Em linhas gerais,posso afirmar que o filme é curioso e fascinante por três motivos: é feito com tecnologia de ponta, mas com visual bem saudável e que não deixa transparecer os zilhões de 0s e 1s que existem por trás de cada imagem –sim,estou elogiando a fotografia digital e os discretos efeitos especiais. Um outro ponto é que, sinto muito para todo mundo, o mistério do "Zodiac killer" permanece (quase) em aberto até hoje, e a frustração e a curiosidade dos personagens se estendem a nós espectadores, que nos tornamos investigadores desse caso nada agradável, onde todo mundo na rua era uma vítima em potencial de um assassino sem rosto- portanto, um bicho-papão urbano,de meter medo em qualquer marmanjo. E, por último, acho curioso como o filme, que poderia ser mórbido e macabro –e o é por breves momentos- consegue ser tão excitante e prazeroso de se ver. Resumindo: Fincher deixou a mão pesada em casa, e direcionou sua pretensão para outros canais, e nós agradecemos.

Zodíaco lembra muito, não apenas pelo lugar no tempo, os filmes americanos da dourada fase setentista, com um roteiro consistente e sem enrolação, econômico e direto, beirando a secura. Muito bom ver um filme de estúdio como esse, inteligente e que faz o espectador acompanhar a narrativa com interesse genuíno. Todo filme, pelo menos os de Hollywood, deveriam ser assim, mas os níveis de qualidade e satisfação vêm baixando drasticamente. Triste constatar isso, e assustador também, afinal filmes como esse aqui – digamos, para um público adulto e exigente- estão cada vez mais raros, e as porcarias de sempre, com roteiros abaixo da crítica – vide os exemplos óbvios que são as duas continuações de Piratas do Caribe- infelizmente andam fazendo, mais do que seria o recomendado,um sucesso estrondoso, levando o público às salas como zumbis, sem questionamento algum.

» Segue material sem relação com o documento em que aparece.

use leptos::prelude::*;
use serde_json::{Map, Value};

use crate::components::entity_dialog::{DialogMode, EntityDialog};
use crate::components::record_table::{PageHeader, RecordTable, RowActions};
use crate::components::status_badge::{enrollment_status_tone, label_for, StatusBadge};
use crate::derive::{format_date, today};
use crate::form::{FieldKind, FieldSpec, FormError, FormSpec, FormValues};
use crate::lookup::resolve_name;
use crate::models::{Collection, Enrollment, Group, Student};
use crate::resource::ListResource;

pub const ENROLLMENT_STATUSES: &[(&str, &str)] = &[
    ("activ", "Activ"),
    ("in_asteptare", "În așteptare"),
    ("retras", "Retras"),
];

fn seed_enrollment(record: &Map<String, Value>, values: &mut FormValues) {
    if record.is_empty() {
        values.insert("data_inscriere".to_string(), today().format("%Y-%m-%d").to_string());
    }
}

fn compose_enrollment(_: &FormValues, payload: &mut Map<String, Value>) -> Result<(), FormError> {
    let unset = payload.get("tip_plata").map_or(true, Value::is_null);
    if unset {
        payload.insert("tip_plata".to_string(), Value::String("standard".to_string()));
    }
    Ok(())
}

pub fn enrollment_form() -> FormSpec {
    FormSpec::new(Collection::Enrollments, "Înscriere Nouă", "Editare Înscriere")
        .field(
            FieldSpec::new(
                "grupa_id",
                "Grupă",
                FieldKind::Reference { collection: Collection::Groups, none_label: None },
            )
            .required(),
        )
        .field(
            FieldSpec::new(
                "elev_id",
                "Elev",
                FieldKind::Reference { collection: Collection::Students, none_label: None },
            )
            .required(),
        )
        .field(
            FieldSpec::new("data_inscriere", "Data Înscrierii", FieldKind::Date { optional: false })
                .required(),
        )
        .field(
            FieldSpec::new("status_inscriere", "Status", FieldKind::Choice(ENROLLMENT_STATUSES))
                .default_value("activ"),
        )
        .field(FieldSpec::new("reducere_percent", "Reducere (%)", FieldKind::Decimal).default_value("0"))
        .field(FieldSpec::new("note", "Note", FieldKind::TextArea))
        .seed(seed_enrollment)
        .compose(compose_enrollment)
        .submit_label("Înscrie Elevul")
        .failure_message("Eroare! Posibil elevul este deja în această grupă.")
}

/// `-15%` when a discount applies, `-` otherwise.
pub fn discount_label(percent: f64) -> String {
    if percent > 0.0 {
        format!("-{}%", percent)
    } else {
        "-".to_string()
    }
}

#[component]
pub fn EnrollmentsPage() -> impl IntoView {
    let enrollments = ListResource::<Enrollment>::load(Collection::Enrollments);
    let students = ListResource::<Student>::load(Collection::Students);
    let groups = ListResource::<Group>::load(Collection::Groups);
    let dialog = RwSignal::new(None::<DialogMode>);
    let close = Callback::new(move |_| dialog.set(None));
    let saved = Callback::new(move |_| enrollments.reload());

    let rows = move || {
        let student_list = students.items.get();
        let group_list = groups.items.get();
        enrollments
            .items
            .get()
            .into_iter()
            .map(|i| {
                let id = i.id;
                let student = resolve_name(&student_list, i.elev_id, "Necunoscut");
                let group = resolve_name(&group_list, i.grupa_id, "Necunoscută");
                let prompt = format!("Retragi înscrierea lui {} din {}?", student, group);
                let edit = DialogMode::edit(id, &i);
                view! {
                    <tr>
                        <td class="cell-strong">{student}</td>
                        <td>{group}</td>
                        <td>{format_date(&i.data_inscriere)}</td>
                        <td>
                            <StatusBadge
                                label=label_for(ENROLLMENT_STATUSES, &i.status_inscriere)
                                tone=enrollment_status_tone(&i.status_inscriere)
                            />
                        </td>
                        <td class:cell-accent={i.reducere_percent > 0.0}>{discount_label(i.reducere_percent)}</td>
                        <RowActions
                            on_edit=Callback::new(move |_| dialog.set(Some(edit.clone())))
                            on_delete=Callback::new(move |_| enrollments.remove(id, &prompt))
                        />
                    </tr>
                }
            })
            .collect_view()
    };

    view! {
        <div class="page">
            <PageHeader
                title="Înscrieri"
                noun="înscrieri"
                count=Signal::derive(move || enrollments.count())
                add_label="+ Înscrie Elev"
                on_add=Callback::new(move |_| dialog.set(Some(DialogMode::Create)))
            />
            <RecordTable
                headers=&["Elev", "Grupă", "Data", "Status", "Reducere", ""]
                loading=enrollments.loading
                error=enrollments.error
                empty=Signal::derive(move || enrollments.is_empty())
                empty_text="Nu există înscrieri."
            >
                {rows}
            </RecordTable>
            {move || dialog.get().map(|mode| view! {
                <EntityDialog spec=enrollment_form() mode=mode on_close=close on_saved=saved />
            })}
        </div>
    }
}

#[cfg(test)]
mod tests {
    use super::*;
    use serde_json::json;

    #[test]
    fn test_create_defaults() {
        let form = enrollment_form();
        let values = form.initial_values(None);
        assert_eq!(values["status_inscriere"], "activ");
        assert_eq!(values["reducere_percent"], "0");
        assert_eq!(values["data_inscriere"].len(), 10);
    }

    #[test]
    fn test_payment_type_defaults_to_standard_but_is_kept_on_edit() {
        let form = enrollment_form();
        let mut values = form.initial_values(None);
        values.insert("grupa_id".to_string(), "2".to_string());
        values.insert("elev_id".to_string(), "7".to_string());
        let payload = form.build_payload(&values, None).unwrap();
        assert_eq!(payload["tip_plata"], "standard");

        let record = json!({
            "id": 1, "elev_id": 7, "grupa_id": 2, "data_inscriere": "2025-09-01",
            "status_inscriere": "activ", "tip_plata": "bursa", "reducere_percent": 50.0, "note": null
        });
        let record = record.as_object().unwrap();
        let values = form.initial_values(Some(record));
        assert_eq!(values["data_inscriere"], "2025-09-01");
        let payload = form.build_payload(&values, Some(record)).unwrap();
        assert_eq!(payload["tip_plata"], "bursa");
        assert_eq!(payload["reducere_percent"], 50.0);
    }

    #[test]
    fn test_discount_label() {
        assert_eq!(discount_label(15.0), "-15%");
        assert_eq!(discount_label(0.0), "-");
    }
}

Então Zodíaco se torna duplamente nostálgico:sentimos saudade não só da época em que os contatos eram mais humanos e um mistério, uma lenda urbana, tinha que ser resolvida sem a ajuda do google e afins, pro bem e pro mal, e também da época em que o que importava para que um filme fizesse sucesso não eram coisas como o marketing e os truques de computador, mas a paixão e dedicação destinada à história, para o envolvimento de nós, pobres espectadores cada vez mais carentes de novos filmes bons.